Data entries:

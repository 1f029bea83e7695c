//! The durable provider contract.
//!
//! A provider accepts a batch of conditional put/update operations with an
//! idempotency token and either commits all of them or none.

use std::fmt;

use thiserror::Error;

use crate::durable::attribute::Item;
use crate::durable::request::TransactWriteRequest;

/// Most operations a single transactional write may carry.
pub const MAX_TRANSACT_ITEMS: usize = 100;
/// Most keys a single batch read may ask for.
pub const MAX_BATCH_GET_KEYS: usize = 100;
/// Longest accepted client request token.
pub const MAX_TOKEN_LEN: usize = 36;

/// Why one operation of a canceled transaction failed.
#[derive(Debug, Clone, PartialEq, Eq)]
pub enum CancellationReason {
    /// This operation was fine; another one failed.
    None,
    /// The operation's condition did not hold.
    ConditionalCheckFailed,
    /// The operation could not be applied to the current item.
    ValidationError(String),
}

impl fmt::Display for CancellationReason {
    fn fmt(&self, f: &mut fmt::Formatter<'_>) -> fmt::Result {
        match self {
            CancellationReason::None => write!(f, "None"),
            CancellationReason::ConditionalCheckFailed => write!(f, "ConditionalCheckFailed"),
            CancellationReason::ValidationError(msg) => write!(f, "ValidationError({})", msg),
        }
    }
}

/// Errors reported by a provider.
#[derive(Debug, Error)]
pub enum ProviderError {
    /// Nothing was written; one reason per requested operation.
    #[error("transaction canceled, reasons: [{}]", reasons_display(.reasons))]
    TransactionCanceled { reasons: Vec<CancellationReason> },

    /// The request itself is malformed.
    #[error("validation error: {0}")]
    Validation(String),

    /// The provider's own storage failed.
    #[error("storage failure: {0}")]
    Storage(#[source] Box<dyn std::error::Error + Send + Sync>),
}

fn reasons_display(reasons: &[CancellationReason]) -> String {
    reasons
        .iter()
        .map(ToString::to_string)
        .collect::<Vec<_>>()
        .join(", ")
}

impl ProviderError {
    /// Index and reason of the first operation whose condition failed.
    pub fn failed_condition(&self) -> Option<usize> {
        match self {
            ProviderError::TransactionCanceled { reasons } => reasons
                .iter()
                .position(|r| *r == CancellationReason::ConditionalCheckFailed),
            _ => None,
        }
    }
}

/// A store that natively commits conditional multi-item writes atomically.
pub trait TransactProvider: Send + Sync {
    /// Fetch one item by key.
    fn get_item(&self, table: &str, key: &str) -> Result<Option<Item>, ProviderError>;

    /// Fetch up to [`MAX_BATCH_GET_KEYS`] items; missing keys are skipped.
    fn batch_get_item(&self, table: &str, keys: &[String]) -> Result<Vec<Item>, ProviderError>;

    /// Commit every operation in the request, or none of them.
    fn transact_write_items(&self, request: &TransactWriteRequest) -> Result<(), ProviderError>;
}

impl<P: TransactProvider + ?Sized> TransactProvider for std::sync::Arc<P> {
    fn get_item(&self, table: &str, key: &str) -> Result<Option<Item>, ProviderError> {
        (**self).get_item(table, key)
    }

    fn batch_get_item(&self, table: &str, keys: &[String]) -> Result<Vec<Item>, ProviderError> {
        (**self).batch_get_item(table, keys)
    }

    fn transact_write_items(&self, request: &TransactWriteRequest) -> Result<(), ProviderError> {
        (**self).transact_write_items(request)
    }
}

--- What this task involves ---
Scan the entries above for the string "usize" and copy each line that contains it.

--- Your response ---
pub const MAX_TRANSACT_ITEMS: usize = 100;
pub const MAX_BATCH_GET_KEYS: usize = 100;
pub const MAX_TOKEN_LEN: usize = 36;
    pub fn failed_condition(&self) -> Option<usize> {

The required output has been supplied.